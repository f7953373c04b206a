//! Core business logic - framework-agnostic inventory operations.
//!
//! Every function takes its database handle explicitly. Mutating operations on
//! purchases and sales take a `&DatabaseConnection` and open their own transaction;
//! read-only helpers are generic over `ConnectionTrait` so they run inside one too.

/// Local-day bucketing in the business timezone
pub mod calendar;
/// Categories, units of measure and suppliers
pub mod catalog;
/// Drug records, lookups, pricing and stock statistics
pub mod drug;
/// Per-day invoice numbering
pub mod invoice;
/// Line items and per-drug quantity arithmetic
pub mod items;
/// Atomic stock adjustments
pub mod ledger;
/// Stock-in transactions and status reconciliation
pub mod purchase;
/// Financial summaries and dashboard counters
pub mod report;
/// Stock-out transactions
pub mod sale;
/// Single-row store profile
pub mod store;
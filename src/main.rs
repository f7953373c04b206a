use chrono::Utc;
use dotenvy::dotenv;
use pharmacy_inventory::{
    config::{database, settings},
    core::{
        calendar::BusinessCalendar,
        catalog, drug,
        invoice::{self, InvoiceKind},
        store,
    },
    errors::Result,
};
use tracing::{error, info};
use tracing_subscriber::EnvFilter;

#[tokio::main(flavor = "current_thread")]
async fn main() -> Result<()> {
    // 1. Initialize tracing (as early as possible)
    tracing_subscriber::fmt()
        .with_env_filter(
            EnvFilter::try_from_default_env().unwrap_or_else(|_| EnvFilter::new("info")),
        )
        .init();

    // 2. Load .env file; DATABASE_URL may also be set externally
    dotenv().ok();

    // 3. Load the application configuration
    let app_config = settings::load_default_config()
        .inspect_err(|e| error!("Failed to load configuration: {}", e))?;
    let calendar = BusinessCalendar::from_config(&app_config.business)?;
    info!(offset = %calendar.offset(), "Business calendar configured.");

    // 4. Open the database and make sure every table exists
    let db = database::create_connection()
        .await
        .inspect_err(|e| error!("Failed to connect to database: {}", e))?;
    database::create_tables(&db).await?;

    // 5. Seed the store profile and catalog from config.toml
    let profile = store::ensure_store_profile(&db, &app_config.store).await?;
    catalog::seed_catalog(&db, &app_config)
        .await
        .inspect_err(|e| error!("Failed to seed catalog: {}", e))?;

    // 6. Report where the inventory stands
    let stats = drug::drug_statistics(&db, calendar.today()).await?;
    info!(
        store = %profile.name,
        total_drugs = stats.total_drugs,
        total_quantity = stats.total_quantity,
        expired = stats.expired_drugs,
        out_of_stock = stats.out_of_stock_drugs,
        "Inventory loaded."
    );

    let now = Utc::now();
    for kind in [InvoiceKind::Purchase, InvoiceKind::Sale] {
        let next = invoice::next_invoice(&db, &calendar, kind, now).await?;
        info!(?kind, next = %next.next, last = ?next.last, "Next invoice for today.");
    }

    db.close().await?;
    info!("Database connection closed.");
    Ok(())
}
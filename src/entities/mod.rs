//! Entity module - Contains all SeaORM entity definitions for the database.
//! These entities represent the database tables and their relationships.
//! Each entity has a Model struct for data and an Entity struct for operations.

pub mod category;
pub mod drug;
pub mod purchase;
pub mod purchase_item;
pub mod sale;
pub mod sale_item;
pub mod store_profile;
pub mod supplier;
pub mod unit;

// Re-export specific types to avoid conflicts
pub use category::{Column as CategoryColumn, Entity as Category, Model as CategoryModel};
pub use drug::{Column as DrugColumn, Entity as Drug, Model as DrugModel};
pub use purchase::{
    Column as PurchaseColumn, Entity as Purchase, Model as PurchaseModel, PurchaseStatus,
};
pub use purchase_item::{
    Column as PurchaseItemColumn, Entity as PurchaseItem, Model as PurchaseItemModel,
};
pub use sale::{Column as SaleColumn, Entity as Sale, Model as SaleModel};
pub use sale_item::{Column as SaleItemColumn, Entity as SaleItem, Model as SaleItemModel};
pub use store_profile::{
    Column as StoreProfileColumn, Entity as StoreProfile, Model as StoreProfileModel,
};
pub use supplier::{Column as SupplierColumn, Entity as Supplier, Model as SupplierModel};
pub use unit::{Column as UnitColumn, Entity as Unit, Model as UnitModel};
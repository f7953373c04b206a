//! Sale line item entity - One `{drug_name, quantity}` row of a sale.

use sea_orm::entity::prelude::*;
use serde::{Deserialize, Serialize};

/// Sale line item database model
#[derive(Clone, Debug, PartialEq, Eq, DeriveEntityModel, Serialize, Deserialize)]
#[sea_orm(table_name = "sale_items")]
pub struct Model {
    /// Unique identifier
    #[sea_orm(primary_key)]
    pub id: i64,
    /// Owning sale
    pub sale_id: i64,
    /// Zero-based position within the sale
    pub position: i32,
    /// Name of the sold drug
    pub drug_name: String,
    /// Units sold
    pub quantity: i64,
}

#[derive(Copy, Clone, Debug, EnumIter, DeriveRelation)]
pub enum Relation {
    #[sea_orm(
        belongs_to = "super::sale::Entity",
        from = "Column::SaleId",
        to = "super::sale::Column::Id",
        on_delete = "Cascade"
    )]
    Sale,
}

impl Related<super::sale::Entity> for Entity {
    fn to() -> RelationDef {
        Relation::Sale.def()
    }
}

impl ActiveModelBehavior for ActiveModel {}
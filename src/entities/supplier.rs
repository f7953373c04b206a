//! Supplier entity - Vendors that purchases are placed with.

use sea_orm::entity::prelude::*;
use serde::{Deserialize, Serialize};

/// Supplier database model
#[derive(Clone, Debug, PartialEq, Eq, DeriveEntityModel, Serialize, Deserialize)]
#[sea_orm(table_name = "suppliers")]
pub struct Model {
    /// Unique identifier
    #[sea_orm(primary_key)]
    pub id: i64,
    /// Unique supplier name
    #[sea_orm(unique)]
    pub name: String,
    /// Postal address
    pub address: Option<String>,
    /// Contact phone number
    pub phone: Option<String>,
}

#[derive(Copy, Clone, Debug, EnumIter, DeriveRelation)]
pub enum Relation {}

impl ActiveModelBehavior for ActiveModel {}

_Task description_
Filter the records above and copy every line that contains the word "main".

_Reply_
filename src/main.rs
#[tokio::main(flavor = "current_thread")]
async fn main() -> Result<()> {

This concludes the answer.